Unfortunately, we frequently view people in the same way. Rather than truly
making ourselves completely available to them, understanding them, sharing
totally with them, really talking with them, we observe them or keep part of
ourselves outside the moment of relationship. We do so either to protect our
vulnerabilities or to get them to respond in some preconceived way, to get
something from them. Buber calls such an interaction I-It.
It is possible, notes Buber, to place ourselves completely into a relationship,
to truly understand and "be there" with another person, without masks,
pretenses, even without words. Such a moment of relating is called
"I-Thou." Each person comes to such a relationship without
preconditions. The bond thus created enlarges each person, and each person
responds by trying to enhance the other person. The result is true dialogue,
true sharing.
Such I-Thou relationships are not constant or static. People move in and out of
I-It moments to I-Thou moments.

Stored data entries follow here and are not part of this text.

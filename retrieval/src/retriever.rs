//! Similarity retrieval: embed the query, search the collection.

use std::sync::Arc;

use docchat_embeddings::{EmbeddingProvider, EmbeddingRequest};
use docchat_vector_store::{ScoredPassage, VectorIndexClient};
use tracing::debug;

use crate::error::Result;

/// Fetches the `k` passages nearest to a query.
#[derive(Clone)]
pub struct Retriever {
    embedder: Arc<dyn EmbeddingProvider>,
    store: Arc<dyn VectorIndexClient>,
    collection: String,
    top_k: usize,
}

impl Retriever {
    pub fn new(
        embedder: Arc<dyn EmbeddingProvider>,
        store: Arc<dyn VectorIndexClient>,
        collection: impl Into<String>,
        top_k: usize,
    ) -> Self {
        Self {
            embedder,
            store,
            collection: collection.into(),
            top_k,
        }
    }

    /// Return at most `top_k` passages by descending similarity.
    pub async fn retrieve(&self, query: &str) -> Result<Vec<ScoredPassage>> {
        let embedding = self.embedder.embed(EmbeddingRequest::query(query)).await?;
        let mut hits = self
            .store
            .query(&self.collection, &embedding.embedding, self.top_k)
            .await?;

        hits.sort_by(|a, b| b.score.total_cmp(&a.score));
        hits.truncate(self.top_k);
        debug!(collection = %self.collection, hits = hits.len(), "retrieved candidates");
        Ok(hits)
    }
}

#[cfg(test)]
mod tests {
    use super::*;
    use async_trait::async_trait;
    use docchat_embeddings::{EmbeddingError, EmbeddingResponse};
    use docchat_vector_store::{
        CollectionInfo, InMemoryIndex, Passage, PassageRecord, VectorStoreError,
    };
    use pretty_assertions::assert_eq;
    use std::collections::BTreeSet;

    use crate::error::PipelineError;

    /// Maps known words to fixed axes.
    struct KeywordEmbedder;

    #[async_trait]
    impl EmbeddingProvider for KeywordEmbedder {
        fn name(&self) -> &str {
            "keyword"
        }

        fn default_model(&self) -> &str {
            "keyword"
        }

        fn default_dimension(&self) -> usize {
            3
        }

        async fn embed(
            &self,
            request: EmbeddingRequest,
        ) -> docchat_embeddings::Result<EmbeddingResponse> {
            request.validate()?;
            let text = request.text.to_lowercase();
            let embedding = ["cat", "dog", "fish"]
                .iter()
                .map(|word| if text.contains(word) { 1.0 } else { 0.0 })
                .collect::<Vec<f32>>();
            Ok(EmbeddingResponse {
                dimension: embedding.len(),
                embedding,
                model: "keyword".to_string(),
                tokens_used: None,
            })
        }
    }

    /// Returns hits in ascending order and more than asked for.
    struct SloppyStore;

    #[async_trait]
    impl VectorIndexClient for SloppyStore {
        fn name(&self) -> &str {
            "sloppy"
        }

        async fn list_collections(&self) -> docchat_vector_store::Result<BTreeSet<String>> {
            Ok(BTreeSet::from(["docs".to_string()]))
        }

        async fn describe(&self, _: &str) -> docchat_vector_store::Result<CollectionInfo> {
            Err(VectorStoreError::InvalidResponse("unused".to_string()))
        }

        async fn query(
            &self,
            _: &str,
            _: &[f32],
            _: usize,
        ) -> docchat_vector_store::Result<Vec<ScoredPassage>> {
            Ok((0..5)
                .map(|i| ScoredPassage::new(Passage::new(i.to_string(), "t"), i as f32 / 10.0))
                .collect())
        }

        async fn upsert(&self, _: &str, _: Vec<PassageRecord>) -> docchat_vector_store::Result<()> {
            Ok(())
        }
    }

    async fn index() -> Arc<InMemoryIndex> {
        let index = InMemoryIndex::new();
        index.create_collection("docs", 3).await;
        let records = [
            ("1", "Cats sleep a lot.", vec![1.0f32, 0.0, 0.0]),
            ("2", "Dogs like walks.", vec![0.0, 1.0, 0.0]),
            ("3", "Cats and dogs.", vec![1.0, 1.0, 0.0]),
        ]
        .into_iter()
        .map(|(id, text, embedding)| PassageRecord {
            passage: Passage::new(id, text),
            embedding,
        })
        .collect();
        index.upsert("docs", records).await.unwrap();
        Arc::new(index)
    }

    #[tokio::test]
    async fn test_retrieve_returns_nearest_first() {
        let retriever = Retriever::new(Arc::new(KeywordEmbedder), index().await, "docs", 2);
        let hits = retriever.retrieve("tell me about cats").await.unwrap();

        let ids: Vec<&str> = hits.iter().map(|h| h.passage.id.as_str()).collect();
        assert_eq!(ids, vec!["1", "3"]);
    }

    #[tokio::test]
    async fn test_retrieve_is_repeatable() {
        let retriever = Retriever::new(Arc::new(KeywordEmbedder), index().await, "docs", 15);
        let first = retriever.retrieve("cats and dogs").await.unwrap();
        let second = retriever.retrieve("cats and dogs").await.unwrap();
        assert_eq!(first, second);
    }

    #[tokio::test]
    async fn test_store_output_is_sorted_and_capped() {
        let retriever = Retriever::new(Arc::new(KeywordEmbedder), Arc::new(SloppyStore), "docs", 3);
        let hits = retriever.retrieve("fish").await.unwrap();

        let ids: Vec<&str> = hits.iter().map(|h| h.passage.id.as_str()).collect();
        assert_eq!(ids, vec!["4", "3", "2"]);
    }

    #[tokio::test]
    async fn test_blank_query_is_embedding_error() {
        let retriever = Retriever::new(Arc::new(KeywordEmbedder), index().await, "docs", 3);
        let err = retriever.retrieve("  ").await.unwrap_err();
        assert!(matches!(
            err,
            PipelineError::Embedding(EmbeddingError::InvalidInput(_))
        ));
    }

    #[tokio::test]
    async fn test_missing_collection_is_classified() {
        let retriever = Retriever::new(Arc::new(KeywordEmbedder), index().await, "other", 3);
        let err = retriever.retrieve("cats").await.unwrap_err();
        assert!(matches!(err, PipelineError::CollectionNotFound(name) if name == "other"));
    }
}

Ironically, attempts to achieve an I-Thou moment
will fail because the process of trying to create an I-Thou relationship
objectifies it and makes it I-It. Even describing the moment objectifies it and
makes it an I-It. The most Buber can do in describing this process is to
encourage us to be available to the possibility of I-Thou moments, to achieve
real dialogue. It can't be described. When you have it, you know it. Buber
maintains that it is possible to have an I-Thou relationship with the world and
the objects in it as well. Art, music, poetry are all possible media for such
responses in which true dialogue can take place.
Buber then moves from this existential description of personal relating to the
religious experience. For Buber, God is the Eternal Thou. By trying to prove
God's existence or define God, the rationalist philosophers automatically
established an I-It relationship. This is Buber's major problem with Hermann
Cohen.
Like a person we love, we can't define God; we can't set up preconditions for
the relationship. We simply have to be available, open to the relationship with
the Eternal Thou. And when we experience such an I-Thou relationship, the moment
doesn't need words. In fact, the most intense moments we experience with another
person take place without words. Nor is the intensity of the experience
significant. Buber wasn't encouraging mystical moments. The I-Thou relationship
changed the sharers, but it did so naturally, sometimes almost imperceptibly.
For Buber, it is possible to have an I-Thou relationship with God through I-Thou
moments with people, nature, art, the world.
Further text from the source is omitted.